Exercise brief:
Return all of the records exactly.

Saved entries:

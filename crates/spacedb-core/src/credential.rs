//! RFID credentials: a card identifier plus an optional keypad PIN.

use std::fmt;

use serde::{Deserialize, Serialize};

use crate::{
  error::{Result, ValidationError},
  person::{AccessLevel, PersonId},
};

pub const CARD_ID_MAX: usize = 14;
pub const PIN_MIN:     usize = 4;
pub const PIN_MAX:     usize = 14;

// ─── Card id ─────────────────────────────────────────────────────────────────

/// An RFID card identifier, normalised to upper case.
#[derive(Debug, Clone, PartialEq, Eq, PartialOrd, Ord, Hash, Serialize, Deserialize)]
#[serde(try_from = "String", into = "String")]
pub struct CardId(String);

impl CardId {
  /// The length limit applies to the upper-cased form, which can be longer
  /// than `raw` (`ß` becomes `SS`).
  pub fn parse(raw: &str) -> Result<Self> {
    let id = raw.to_uppercase();
    let len = id.chars().count();
    if len == 0 || len > CARD_ID_MAX {
      return Err(ValidationError::InvalidCardId);
    }
    Ok(Self(id))
  }

  pub fn as_str(&self) -> &str { &self.0 }
}

impl fmt::Display for CardId {
  fn fmt(&self, f: &mut fmt::Formatter<'_>) -> fmt::Result { f.write_str(&self.0) }
}

impl TryFrom<String> for CardId {
  type Error = ValidationError;

  fn try_from(s: String) -> Result<Self> { Self::parse(&s) }
}

impl From<CardId> for String {
  fn from(id: CardId) -> Self { id.0 }
}

// ─── PIN ─────────────────────────────────────────────────────────────────────

/// A keypad PIN: 4–14 ASCII digits, no two adjacent digits equal.
///
/// The keypad on the door controller cannot register the same key twice in
/// a row, so such PINs could never be entered.
#[derive(Clone, PartialEq, Eq)]
pub struct Pin(String);

impl Pin {
  pub fn parse(raw: &str) -> Result<Self> {
    if is_valid_pin(raw) {
      Ok(Self(raw.to_owned()))
    } else {
      Err(ValidationError::InvalidPin)
    }
  }

  pub fn as_str(&self) -> &str { &self.0 }
}

// PINs never appear in logs.
impl fmt::Debug for Pin {
  fn fmt(&self, f: &mut fmt::Formatter<'_>) -> fmt::Result { f.write_str("Pin(****)") }
}

/// `true` iff `pin` is 4–14 ASCII digits with no two adjacent digits equal.
pub fn is_valid_pin(pin: &str) -> bool {
  let bytes = pin.as_bytes();
  (PIN_MIN..=PIN_MAX).contains(&bytes.len())
    && bytes.iter().all(u8::is_ascii_digit)
    && bytes.windows(2).all(|w| w[0] != w[1])
}

/// The PIN state of a credential.
///
/// `Unset` is how provisional members are issued cards. It is stored as a
/// value outside the PIN format, so no keypad entry can ever match it.
#[derive(Debug, Clone, PartialEq, Eq)]
pub enum CredentialPin {
  Set(Pin),
  Unset,
}

impl CredentialPin {
  /// Parse an onboarding form value: the empty string means "no PIN yet".
  pub fn from_form(raw: &str) -> Result<Self> {
    if raw.is_empty() {
      Ok(CredentialPin::Unset)
    } else {
      Pin::parse(raw).map(CredentialPin::Set)
    }
  }

  pub fn is_set(&self) -> bool { matches!(self, CredentialPin::Set(_)) }

  pub fn as_pin(&self) -> Option<&Pin> {
    match self {
      CredentialPin::Set(pin) => Some(pin),
      CredentialPin::Unset => None,
    }
  }
}

// ─── Records ─────────────────────────────────────────────────────────────────

/// A card issued to a person.
#[derive(Debug, Clone, PartialEq, Eq)]
pub struct Credential {
  pub card_id: CardId,
  pub pin:     CredentialPin,
  pub user_id: PersonId,
}

/// A card about to be issued; the owner is supplied by the store.
#[derive(Debug, Clone, PartialEq, Eq)]
pub struct NewCredential {
  pub card_id: CardId,
  pub pin:     CredentialPin,
}

/// One entry of the list pushed to the door controller.
#[derive(Debug, Clone, PartialEq, Eq)]
pub struct DoorKey {
  pub card_id: CardId,
  pub pin:     Pin,
  pub access:  AccessLevel,
}

impl DoorKey {
  pub fn opens_upstairs(&self) -> bool { self.access.opens_upstairs() }

  pub fn opens_downstairs(&self) -> bool { self.access.opens_downstairs() }
}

Output of the task:
filename crates/spacedb-core/src/credential.rs
//! RFID credentials: a card identifier plus an optional keypad PIN.

use std::fmt;

use serde::{Deserialize, Serialize};

use crate::{
  error::{Result, ValidationError},
  person::{AccessLevel, PersonId},
};

pub const CARD_ID_MAX: usize = 14;
pub const PIN_MIN:     usize = 4;
pub const PIN_MAX:     usize = 14;

// ─── Card id ─────────────────────────────────────────────────────────────────

/// An RFID card identifier, normalised to upper case.
#[derive(Debug, Clone, PartialEq, Eq, PartialOrd, Ord, Hash, Serialize, Deserialize)]
#[serde(try_from = "String", into = "String")]
pub struct CardId(String);

impl CardId {
  /// The length limit applies to the upper-cased form, which can be longer
  /// than `raw` (`ß` becomes `SS`).
  pub fn parse(raw: &str) -> Result<Self> {
    let id = raw.to_uppercase();
    let len = id.chars().count();
    if len == 0 || len > CARD_ID_MAX {
      return Err(ValidationError::InvalidCardId);
    }
    Ok(Self(id))
  }

  pub fn as_str(&self) -> &str { &self.0 }
}

impl fmt::Display for CardId {
  fn fmt(&self, f: &mut fmt::Formatter<'_>) -> fmt::Result { f.write_str(&self.0) }
}

impl TryFrom<String> for CardId {
  type Error = ValidationError;

  fn try_from(s: String) -> Result<Self> { Self::parse(&s) }
}

impl From<CardId> for String {
  fn from(id: CardId) -> Self { id.0 }
}

// ─── PIN ─────────────────────────────────────────────────────────────────────

/// A keypad PIN: 4–14 ASCII digits, no two adjacent digits equal.
///
/// The keypad on the door controller cannot register the same key twice in
/// a row, so such PINs could never be entered.
#[derive(Clone, PartialEq, Eq)]
pub struct Pin(String);

impl Pin {
  pub fn parse(raw: &str) -> Result<Self> {
    if is_valid_pin(raw) {
      Ok(Self(raw.to_owned()))
    } else {
      Err(ValidationError::InvalidPin)
    }
  }

  pub fn as_str(&self) -> &str { &self.0 }
}

// PINs never appear in logs.
impl fmt::Debug for Pin {
  fn fmt(&self, f: &mut fmt::Formatter<'_>) -> fmt::Result { f.write_str("Pin(****)") }
}

/// `true` iff `pin` is 4–14 ASCII digits with no two adjacent digits equal.
pub fn is_valid_pin(pin: &str) -> bool {
  let bytes = pin.as_bytes();
  (PIN_MIN..=PIN_MAX).contains(&bytes.len())
    && bytes.iter().all(u8::is_ascii_digit)
    && bytes.windows(2).all(|w| w[0] != w[1])
}

/// The PIN state of a credential.
///
/// `Unset` is how provisional members are issued cards. It is stored as a
/// value outside the PIN format, so no keypad entry can ever match it.
#[derive(Debug, Clone, PartialEq, Eq)]
pub enum CredentialPin {
  Set(Pin),
  Unset,
}

impl CredentialPin {
  /// Parse an onboarding form value: the empty string means "no PIN yet".
  pub fn from_form(raw: &str) -> Result<Self> {
    if raw.is_empty() {
      Ok(CredentialPin::Unset)
    } else {
      Pin::parse(raw).map(CredentialPin::Set)
    }
  }

  pub fn is_set(&self) -> bool { matches!(self, CredentialPin::Set(_)) }

  pub fn as_pin(&self) -> Option<&Pin> {
    match self {
      CredentialPin::Set(pin) => Some(pin),
      CredentialPin::Unset => None,
    }
  }
}

// ─── Records ─────────────────────────────────────────────────────────────────

/// A card issued to a person.
#[derive(Debug, Clone, PartialEq, Eq)]
pub struct Credential {
  pub card_id: CardId,
  pub pin:     CredentialPin,
  pub user_id: PersonId,
}

/// A card about to be issued; the owner is supplied by the store.
#[derive(Debug, Clone, PartialEq, Eq)]
pub struct NewCredential {
  pub card_id: CardId,
  pub pin:     CredentialPin,
}

/// One entry of the list pushed to the door controller.
#[derive(Debug, Clone, PartialEq, Eq)]
pub struct DoorKey {
  pub card_id: CardId,
  pub pin:     Pin,
  pub access:  AccessLevel,
}

impl DoorKey {
  pub fn opens_upstairs(&self) -> bool { self.access.opens_upstairs() }

  pub fn opens_downstairs(&self) -> bool { self.access.opens_downstairs() }
}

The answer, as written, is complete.